4′33″ est une partition de musique avant-gardiste composée par John Cage, souvent décrite comme « quatre minutes trente-trois secondes de silence » (mais qui est en fait constituée des sons de l'environnement, que les auditeurs entendent lorsqu'elle est interprétée).

Le morceau a été écrit en principe pour le piano et est structuré de trois mouvements principaux. Sur la partition, chaque mouvement est présenté au moyen de chiffres romains (I, II & III) et est annoté TACET (« il se tait » en latin), qui est le terme utilisé dans la musique occidentale pour indiquer à un instrumentiste qu'il doit rester silencieux pendant toute la durée du mouvement.

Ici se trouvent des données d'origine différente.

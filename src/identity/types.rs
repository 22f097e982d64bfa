//! Identity types: principal, credentials, and backend errors.
//!
//! Provider-neutral types shared by the hosted and in-memory backends.

use serde::{Deserialize, Serialize};
use time::OffsetDateTime;

// =============================================================================
// ERROR
// =============================================================================

/// Errors produced by identity backend operations.
#[derive(Debug, thiserror::Error)]
pub enum IdentityError {
    /// No usable session accompanies the request.
    #[error("auth session missing")]
    SessionMissing,

    /// The refresh token is unknown, revoked, or already used.
    #[error("invalid refresh token")]
    InvalidRefreshToken,

    /// Email/password pair rejected.
    #[error("invalid login credentials")]
    InvalidCredentials,

    /// Registration attempted for an email that already has an account.
    #[error("user already registered")]
    AlreadyRegistered,

    /// Target principal does not exist.
    #[error("user not found")]
    UserNotFound,

    /// The operation needs configuration the backend was not given.
    #[error("identity backend misconfigured: {0}")]
    Misconfigured(String),

    /// The backend could not be reached.
    #[error("identity backend unavailable: {0}")]
    Unavailable(String),

    /// The backend answered with an error status we do not recognize.
    #[error("identity backend error: status {status}")]
    Backend { status: u16, message: String },

    /// The backend answered with a body we could not interpret.
    #[error("unexpected identity response: {0}")]
    Unexpected(String),
}

impl IdentityError {
    /// Recognized "caller simply has no session" categories.
    ///
    /// These are the normal unauthenticated path and are not logged as errors.
    #[must_use]
    pub fn is_no_session(&self) -> bool {
        matches!(self, Self::SessionMissing | Self::InvalidRefreshToken)
    }

    /// Transport-level failures (network, timeouts, 5xx).
    #[must_use]
    pub fn is_unavailable(&self) -> bool {
        matches!(self, Self::Unavailable(_) | Self::Backend { status: 500..=599, .. })
    }
}

// =============================================================================
// PRINCIPAL
// =============================================================================

/// Role assigned to a principal by the identity backend.
#[derive(Debug, Clone, Copy, Default, PartialEq, Eq, Serialize, Deserialize)]
#[serde(rename_all = "UPPERCASE")]
pub enum Role {
    Admin,
    #[default]
    User,
}

impl Role {
    /// Parse a role label. Case-insensitive; unknown labels yield `None`.
    #[must_use]
    pub fn parse(raw: &str) -> Option<Self> {
        match raw.trim().to_ascii_uppercase().as_str() {
            "ADMIN" => Some(Self::Admin),
            "USER" => Some(Self::User),
            _ => None,
        }
    }

    #[must_use]
    pub fn as_str(self) -> &'static str {
        match self {
            Self::Admin => "ADMIN",
            Self::User => "USER",
        }
    }
}

/// The authenticated identity resolved for a request.
///
/// Owned by the identity backend; re-derived on every request.
#[derive(Debug, Clone, PartialEq, Eq, Serialize, Deserialize)]
#[serde(rename_all = "camelCase")]
pub struct Principal {
    /// Opaque backend identifier.
    pub id: String,
    pub email: String,
    pub name: Option<String>,
    pub role: Role,
    /// When the email address was confirmed, if ever.
    #[serde(default, with = "time::serde::rfc3339::option")]
    pub email_verified: Option<OffsetDateTime>,
}

// =============================================================================
// INPUTS
// =============================================================================

/// Email/password pair. The email is expected to be normalized already.
#[derive(Clone, PartialEq, Eq)]
pub struct Credentials {
    pub email: String,
    pub password: String,
}

impl std::fmt::Debug for Credentials {
    fn fmt(&self, f: &mut std::fmt::Formatter<'_>) -> std::fmt::Result {
        f.debug_struct("Credentials")
            .field("email", &self.email)
            .field("password", &"<redacted>")
            .finish()
    }
}

/// Partial profile update. `None` fields are left untouched.
#[derive(Debug, Clone, Default, PartialEq, Eq)]
pub struct ProfileUpdate {
    pub name: Option<String>,
    pub role: Option<Role>,
}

« Le titre de cette œuvre figure la durée totale de son exécution en minutes et secondes. À Woodstock, New York, le 29 août 1952, le titre était 4′33″ et les trois parties 33″, 2′40″ et 1′20″. Elle fut exécutée par David Tudor, pianiste, qui signala les débuts des parties en fermant le couvercle du clavier, et leurs fins en ouvrant le couvercle. L'œuvre peut cependant être exécutée par n'importe quel instrumentiste ou combinaison d'instrumentistes et sur n'importe quelle durée. »

L'origine de la pièce

 

En 1948, Cage visita la chambre insonorisée de l'université Harvard. Cage s’attendit à « entendre » le silence lorsqu’il entra dans la chambre, mais comme il l’écrivit plus tard : « j’entendis deux bruits, un aigu et un grave. Quand j’en ai discuté avec l'ingénieur en charge, il m’informa que le son aigu était celui de l’activité de mon système nerveux et que le grave était le sang qui circulait dans mon corps. »

 

Cage était sceptique quant à la fiabilité des commentaires de l'ingénieur, particulièrement sur le fait de pouvoir entendre son propre système nerveux. Quelle que fût la vraie réponse, Cage était allé dans un endroit où il s’attendait au silence total, mais y trouva quand même du bruit… Plus tard, il ajouta « jusqu'à ma mort il y aura toujours du bruit et ils continueront à me suivre même après ». C’est à ce moment qu’il réalisa l’impossibilité de trouver le silence quel que soit l’endroit et qui le mena à composer son morceau le plus populaire : 4'33".

 

Cage écrivit dans Les confessions d'un compositeur (1948) que son désir le plus cher était de pouvoir composer un morceau de silence ininterrompu. Ce dernier durera 4 minutes et 33 secondes, qui est la longueur standard de la musique « en boîte » et que son titre sera « une prière silencieuse ». Cage commenta son œuvre : « Elle s'ouvrira avec une idée simple que j'essayerai de rendre aussi séduisante que la couleur, la forme et le parfum d'une fleur. La fin s'approchera de l'imperceptibilité ».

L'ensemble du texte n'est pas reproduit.